You cannot put seeds into a Seed Bank (glorified refrigerator) and suggest that all will be well on planet earth.
Seed Banks are important for security but that is not how nature works; nature can survive without us but we
cannot survive without nature.
That last quote about us and nature came from an Australian aborigine.
The Vavilov Centre for corn (maize) in Mexico has already been contaminated with genetically engineered DNA that was
carried in pollen owned by a giant chemical corporation; probably Monsanto.
The company that owns the DNA that contaminated the Vavilov Centre of Mexico knew precisely what they were doing.
What they have done can only be described as a form of biological terrorism against the citizens of the world.
There are moves afoot to contaminate the Vavilov Centre of Mesopotamia
with patented DNA owned by giant chemical companies.
Mesopotamia, which is in Iraq, is the World’s only Vavilov Centre (natural repository for wheat and barley
and many other valuable food plants.
The people responsible for these outrages are some of the most dangerous and irresponsible people on our
planet and yet there are still some mercenary lawyers and ignorant judges that will defend them.
Genetically engineered crops and monoculture threaten the future food security of our planet and that is a
biological fact.
Any person that peddles the nonsense that GM crops will feed a starving world should reflect on the
basic laws of nature and biology, especially if you are a Genetic Engineer.
Paradoxically and sadly, many Genetic Engineers will seldom discuss the implications of narrowly based gene
pools or the patented DNA that is legally owned by a chemical company and is carried in the pollen.
Nor will they ever bring up the subject of the Terminator gene/Traitor gene.
Many Genetic Engineers seem to have gone into denial.
One day there are sure to be valuable wonders from genetic engineering, but today is not that day.

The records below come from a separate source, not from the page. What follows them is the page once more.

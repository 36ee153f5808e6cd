mod http;
pub(crate) mod types;

pub(crate) use http::{create_auth_user, fetch_first_tenant, insert_profile};
pub(crate) use types::{
    AuthUserResponse, CreateAuthUserRequest, NewProfile, Tenant, UserMetadata,
};

pub(crate) struct ServiceContext<'a> {
    pub client: &'a reqwest::Client,
    pub url: &'a str,
    pub service_role_key: &'a str,
}
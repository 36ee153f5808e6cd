/// One fixed account per role tier of the platform under test.
pub(crate) struct SeedUser {
    pub email: &'static str,
    pub password: &'static str,
    pub full_name: &'static str,
    pub role_id: i64,
    pub role_name: &'static str,
}

pub(crate) const TEST_USERS: [SeedUser; 5] = [
    SeedUser {
        email: "company-admin@test.snsd.com",
        password: "CompanyAdmin123!",
        full_name: "Test Company Admin",
        role_id: 2,
        role_name: "Company Admin",
    },
    SeedUser {
        email: "hse-specialist@test.snsd.com",
        password: "HSESpecialist123!",
        full_name: "Test HSE Specialist",
        role_id: 3,
        role_name: "HSE Specialist",
    },
    SeedUser {
        email: "contractor-admin@test.snsd.com",
        password: "Contractor123!",
        full_name: "Test Contractor Admin",
        role_id: 4,
        role_name: "Contractor Admin",
    },
    SeedUser {
        email: "supervisor@test.snsd.com",
        password: "Supervisor123!",
        full_name: "Test Supervisor",
        role_id: 5,
        role_name: "Supervisor",
    },
    SeedUser {
        email: "worker@test.snsd.com",
        password: "Worker123!",
        full_name: "Test Worker",
        role_id: 6,
        role_name: "Worker",
    },
];
pub(crate) mod seed;
pub(crate) mod supabase;
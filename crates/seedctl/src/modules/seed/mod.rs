mod actions;
pub(crate) mod descriptors;
mod report;

pub(crate) use actions::run_seed;
pub(crate) use descriptors::{SeedUser, TEST_USERS};
pub(crate) use report::print_credentials_table;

Each time a crop is contaminated with genetically engineered DNA another genetic bridge is burned.
Do you think it is very responsible to contaminate the only gene pools that are available for the
survival of our children?
Available in PDF here.
Genetically engineered crops must eventually lead to famine and mass starvation on our planet – it is basic
biology and every genetic engineer knows it.
There are sure to be wonders for the whole of humanity with genetic engineering but genetically
engineering monoculture is dangerous and to any honest biologist that is an axiom.